## About this task:
The records below should be printed once more, exactly as they appear.

## Records from a data source:
----

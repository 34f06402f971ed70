//! UI Components
//!
//! Leptos components for the GearCrate page.

mod confirm_button;
mod search_panel;
mod search_result_row;
mod online_preview;
mod inventory_toolbar;
mod category_bar;
mod inventory_grid;
mod inventory_tile;
mod item_modal;
mod stats_panel;
mod maintenance_panel;
mod notification;

pub use confirm_button::ConfirmButton;
pub use search_panel::SearchPanel;
pub use search_result_row::SearchResultRow;
pub use online_preview::OnlinePreview;
pub use inventory_toolbar::InventoryToolbar;
pub use category_bar::CategoryBar;
pub use inventory_grid::InventoryGrid;
pub use inventory_tile::InventoryTile;
pub use item_modal::ItemModal;
pub use stats_panel::StatsPanel;
pub use maintenance_panel::MaintenancePanel;
pub use notification::Notification;
//! API Errors
//!
//! The two failure classes the UI distinguishes: the call did not get through
//! (bridge/network/status/decode), or the backend answered with a failure.

use serde_json::Value;
use thiserror::Error;

#[derive(Debug, Error)]
pub enum ApiError {
    #[error("unknown operation `{0}`")]
    UnknownOperation(String),

    #[error("bridge call `{operation}` failed: {message}")]
    Bridge {
        operation: &'static str,
        message: String,
    },

    #[error("API Error: {status} ({operation})")]
    Status { operation: String, status: u16 },

    #[error("network error: {0}")]
    Network(#[from] gloo_net::Error),

    #[error("unexpected response: {0}")]
    Decode(#[from] serde_json::Error),

    #[error("{0}")]
    Rejected(String),
}

impl ApiError {
    /// Failure reported by the backend itself rather than the transport
    pub fn is_rejection(&self) -> bool {
        matches!(self, ApiError::Rejected(_))
    }
}

/// Turn a `{"success": false, "error": ...}` reply into an error.
///
/// Any other value (including non-objects and `null`) is accepted.
pub fn check_status(value: &Value) -> Result<(), ApiError> {
    match value.get("success").and_then(Value::as_bool) {
        Some(false) => {
            let message = value
                .get("error")
                .and_then(Value::as_str)
                .unwrap_or("Unknown error");
            Err(ApiError::Rejected(message.to_string()))
        }
        _ => Ok(()),
    }
}

#[cfg(test)]
mod tests {
    use super::*;
    use serde_json::json;

    #[test]
    fn test_check_status() {
        assert!(check_status(&json!({ "success": true })).is_ok());
        assert!(check_status(&json!(null)).is_ok());
        assert!(check_status(&json!(true)).is_ok());

        let err = check_status(&json!({ "success": false, "error": "Cache directory not found" })).unwrap_err();
        assert!(err.is_rejection());
        assert_eq!(err.to_string(), "Cache directory not found");

        let err = check_status(&json!({ "success": false })).unwrap_err();
        assert_eq!(err.to_string(), "Unknown error");
    }

    #[test]
    fn test_status_message() {
        let err = ApiError::Status { operation: "get_stats".to_string(), status: 500 };
        assert_eq!(err.to_string(), "API Error: 500 (get_stats)");
        assert!(!err.is_rejection());
    }
}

----

## Written answer:
repository 34f06402f971ed70
//! UI Components
//!
//! Leptos components for the GearCrate page.

mod confirm_button;
mod search_panel;
mod search_result_row;
mod online_preview;
mod inventory_toolbar;
mod category_bar;
mod inventory_grid;
mod inventory_tile;
mod item_modal;
mod stats_panel;
mod maintenance_panel;
mod notification;

pub use confirm_button::ConfirmButton;
pub use search_panel::SearchPanel;
pub use search_result_row::SearchResultRow;
pub use online_preview::OnlinePreview;
pub use inventory_toolbar::InventoryToolbar;
pub use category_bar::CategoryBar;
pub use inventory_grid::InventoryGrid;
pub use inventory_tile::InventoryTile;
pub use item_modal::ItemModal;
pub use stats_panel::StatsPanel;
pub use maintenance_panel::MaintenancePanel;
pub use notification::Notification;
//! API Errors
//!
//! The two failure classes the UI distinguishes: the call did not get through
//! (bridge/network/status/decode), or the backend answered with a failure.

use serde_json::Value;
use thiserror::Error;

#[derive(Debug, Error)]
pub enum ApiError {
    #[error("unknown operation `{0}`")]
    UnknownOperation(String),

    #[error("bridge call `{operation}` failed: {message}")]
    Bridge {
        operation: &'static str,
        message: String,
    },

    #[error("API Error: {status} ({operation})")]
    Status { operation: String, status: u16 },

    #[error("network error: {0}")]
    Network(#[from] gloo_net::Error),

    #[error("unexpected response: {0}")]
    Decode(#[from] serde_json::Error),

    #[error("{0}")]
    Rejected(String),
}

impl ApiError {
    /// Failure reported by the backend itself rather than the transport
    pub fn is_rejection(&self) -> bool {
        matches!(self, ApiError::Rejected(_))
    }
}

/// Turn a `{"success": false, "error": ...}` reply into an error.
///
/// Any other value (including non-objects and `null`) is accepted.
pub fn check_status(value: &Value) -> Result<(), ApiError> {
    match value.get("success").and_then(Value::as_bool) {
        Some(false) => {
            let message = value
                .get("error")
                .and_then(Value::as_str)
                .unwrap_or("Unknown error");
            Err(ApiError::Rejected(message.to_string()))
        }
        _ => Ok(()),
    }
}

#[cfg(test)]
mod tests {
    use super::*;
    use serde_json::json;

    #[test]
    fn test_check_status() {
        assert!(check_status(&json!({ "success": true })).is_ok());
        assert!(check_status(&json!(null)).is_ok());
        assert!(check_status(&json!(true)).is_ok());

        let err = check_status(&json!({ "success": false, "error": "Cache directory not found" })).unwrap_err();
        assert!(err.is_rejection());
        assert_eq!(err.to_string(), "Cache directory not found");

        let err = check_status(&json!({ "success": false })).unwrap_err();
        assert_eq!(err.to_string(), "Unknown error");
    }

    #[test]
    fn test_status_message() {
        let err = ApiError::Status { operation: "get_stats".to_string(), status: 500 };
        assert_eq!(err.to_string(), "API Error: 500 (get_stats)");
        assert!(!err.is_rejection());
    }
}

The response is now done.